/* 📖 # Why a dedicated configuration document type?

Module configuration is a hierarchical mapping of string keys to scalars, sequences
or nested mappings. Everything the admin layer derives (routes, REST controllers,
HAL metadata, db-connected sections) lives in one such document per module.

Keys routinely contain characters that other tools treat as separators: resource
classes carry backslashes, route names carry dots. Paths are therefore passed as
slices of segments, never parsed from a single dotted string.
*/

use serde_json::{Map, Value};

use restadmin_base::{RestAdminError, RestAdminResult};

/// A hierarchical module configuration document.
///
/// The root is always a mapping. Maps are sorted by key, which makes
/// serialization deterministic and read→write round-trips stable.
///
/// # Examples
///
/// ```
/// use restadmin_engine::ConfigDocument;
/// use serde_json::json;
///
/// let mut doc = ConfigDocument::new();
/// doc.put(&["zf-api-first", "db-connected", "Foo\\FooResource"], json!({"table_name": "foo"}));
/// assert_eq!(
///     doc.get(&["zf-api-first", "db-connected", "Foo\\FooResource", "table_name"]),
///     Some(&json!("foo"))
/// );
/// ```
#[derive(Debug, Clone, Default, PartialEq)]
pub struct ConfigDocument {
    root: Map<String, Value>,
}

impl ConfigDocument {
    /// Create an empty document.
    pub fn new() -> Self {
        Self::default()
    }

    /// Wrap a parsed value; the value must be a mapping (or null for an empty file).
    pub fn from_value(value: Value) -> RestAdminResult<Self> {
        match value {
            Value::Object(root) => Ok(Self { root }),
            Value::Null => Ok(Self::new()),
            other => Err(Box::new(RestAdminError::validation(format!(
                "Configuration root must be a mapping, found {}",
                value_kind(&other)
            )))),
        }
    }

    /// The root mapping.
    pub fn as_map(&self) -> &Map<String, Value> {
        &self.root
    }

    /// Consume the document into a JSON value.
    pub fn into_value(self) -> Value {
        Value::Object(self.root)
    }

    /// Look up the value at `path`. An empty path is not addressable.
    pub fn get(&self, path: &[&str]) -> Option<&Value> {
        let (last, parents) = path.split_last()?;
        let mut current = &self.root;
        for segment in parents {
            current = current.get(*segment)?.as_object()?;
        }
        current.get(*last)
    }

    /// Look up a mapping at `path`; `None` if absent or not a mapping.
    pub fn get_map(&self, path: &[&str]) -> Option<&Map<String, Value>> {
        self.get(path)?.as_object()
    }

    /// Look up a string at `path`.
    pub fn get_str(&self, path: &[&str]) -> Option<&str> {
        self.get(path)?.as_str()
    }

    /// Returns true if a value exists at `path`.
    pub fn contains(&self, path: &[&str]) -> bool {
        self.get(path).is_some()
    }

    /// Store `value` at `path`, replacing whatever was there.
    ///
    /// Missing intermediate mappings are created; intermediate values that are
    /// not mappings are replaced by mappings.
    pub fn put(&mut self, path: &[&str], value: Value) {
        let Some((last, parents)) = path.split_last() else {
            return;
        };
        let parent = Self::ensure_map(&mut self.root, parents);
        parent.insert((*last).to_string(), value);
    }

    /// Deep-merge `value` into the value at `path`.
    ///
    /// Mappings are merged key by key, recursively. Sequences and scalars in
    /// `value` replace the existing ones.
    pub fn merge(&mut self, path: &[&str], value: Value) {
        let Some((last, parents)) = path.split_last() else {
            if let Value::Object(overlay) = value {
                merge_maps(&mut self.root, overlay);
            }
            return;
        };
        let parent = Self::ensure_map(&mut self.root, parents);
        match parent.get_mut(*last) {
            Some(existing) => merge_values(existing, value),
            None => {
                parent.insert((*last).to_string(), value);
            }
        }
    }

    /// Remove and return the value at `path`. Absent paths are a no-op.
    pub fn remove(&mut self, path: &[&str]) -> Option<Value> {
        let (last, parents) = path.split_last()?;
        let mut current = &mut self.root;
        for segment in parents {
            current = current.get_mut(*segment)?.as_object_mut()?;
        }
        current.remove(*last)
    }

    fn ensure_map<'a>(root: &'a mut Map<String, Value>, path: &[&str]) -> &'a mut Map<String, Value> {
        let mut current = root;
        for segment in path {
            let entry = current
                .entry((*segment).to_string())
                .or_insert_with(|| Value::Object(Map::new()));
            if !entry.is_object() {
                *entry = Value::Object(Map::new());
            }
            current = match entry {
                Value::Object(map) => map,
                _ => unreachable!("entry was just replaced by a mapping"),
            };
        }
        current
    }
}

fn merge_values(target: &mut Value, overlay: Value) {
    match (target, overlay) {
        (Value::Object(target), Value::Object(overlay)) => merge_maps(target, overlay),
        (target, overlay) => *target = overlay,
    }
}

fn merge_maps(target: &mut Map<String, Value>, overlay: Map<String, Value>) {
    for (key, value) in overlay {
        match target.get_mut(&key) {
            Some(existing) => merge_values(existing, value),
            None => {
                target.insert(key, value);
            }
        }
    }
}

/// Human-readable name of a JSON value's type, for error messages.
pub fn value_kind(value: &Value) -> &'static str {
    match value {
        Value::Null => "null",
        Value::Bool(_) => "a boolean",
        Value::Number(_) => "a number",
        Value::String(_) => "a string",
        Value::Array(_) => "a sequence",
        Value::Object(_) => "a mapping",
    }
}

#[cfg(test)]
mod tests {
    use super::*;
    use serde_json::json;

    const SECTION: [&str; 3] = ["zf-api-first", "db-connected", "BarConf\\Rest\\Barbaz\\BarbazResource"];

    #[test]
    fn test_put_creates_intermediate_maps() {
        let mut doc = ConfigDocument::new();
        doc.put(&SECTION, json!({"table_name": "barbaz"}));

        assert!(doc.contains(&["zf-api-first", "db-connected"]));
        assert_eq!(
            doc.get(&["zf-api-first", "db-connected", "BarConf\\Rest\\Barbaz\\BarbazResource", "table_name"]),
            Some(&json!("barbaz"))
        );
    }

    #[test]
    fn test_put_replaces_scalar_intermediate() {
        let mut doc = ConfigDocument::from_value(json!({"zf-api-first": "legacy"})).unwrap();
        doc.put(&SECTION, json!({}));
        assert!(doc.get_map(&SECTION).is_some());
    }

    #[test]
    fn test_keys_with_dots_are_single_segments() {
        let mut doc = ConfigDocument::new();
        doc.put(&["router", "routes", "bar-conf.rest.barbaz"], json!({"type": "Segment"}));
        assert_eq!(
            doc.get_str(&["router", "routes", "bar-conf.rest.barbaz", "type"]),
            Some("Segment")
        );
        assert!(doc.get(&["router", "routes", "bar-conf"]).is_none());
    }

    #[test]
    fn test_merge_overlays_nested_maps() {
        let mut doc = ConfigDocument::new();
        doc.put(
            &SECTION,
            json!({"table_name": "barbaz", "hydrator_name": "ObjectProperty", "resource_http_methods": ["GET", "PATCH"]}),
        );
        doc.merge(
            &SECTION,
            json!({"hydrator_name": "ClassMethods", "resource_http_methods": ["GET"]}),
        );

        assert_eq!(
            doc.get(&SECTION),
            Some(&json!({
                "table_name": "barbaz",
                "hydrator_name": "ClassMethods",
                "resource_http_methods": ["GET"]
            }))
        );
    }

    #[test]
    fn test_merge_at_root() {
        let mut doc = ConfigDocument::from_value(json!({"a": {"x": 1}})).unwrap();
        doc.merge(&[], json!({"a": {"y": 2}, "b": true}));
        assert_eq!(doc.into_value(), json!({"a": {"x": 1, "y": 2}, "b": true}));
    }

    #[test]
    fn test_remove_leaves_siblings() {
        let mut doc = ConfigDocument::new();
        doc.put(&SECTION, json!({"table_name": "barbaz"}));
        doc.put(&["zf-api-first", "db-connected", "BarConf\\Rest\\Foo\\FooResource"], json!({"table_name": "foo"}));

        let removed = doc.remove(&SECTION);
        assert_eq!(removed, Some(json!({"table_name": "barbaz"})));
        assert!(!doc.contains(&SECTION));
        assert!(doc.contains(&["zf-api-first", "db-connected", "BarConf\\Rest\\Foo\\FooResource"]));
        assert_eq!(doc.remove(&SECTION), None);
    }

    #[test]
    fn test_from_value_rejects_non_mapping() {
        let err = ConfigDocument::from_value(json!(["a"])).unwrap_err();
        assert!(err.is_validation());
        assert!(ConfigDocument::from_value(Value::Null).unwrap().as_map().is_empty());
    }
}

☆ ☆ ☆ ☆ ☆

Some lines above may hold the word "removed"; say how many do, giving nothing besides the number.

== Response to this exercise ==
2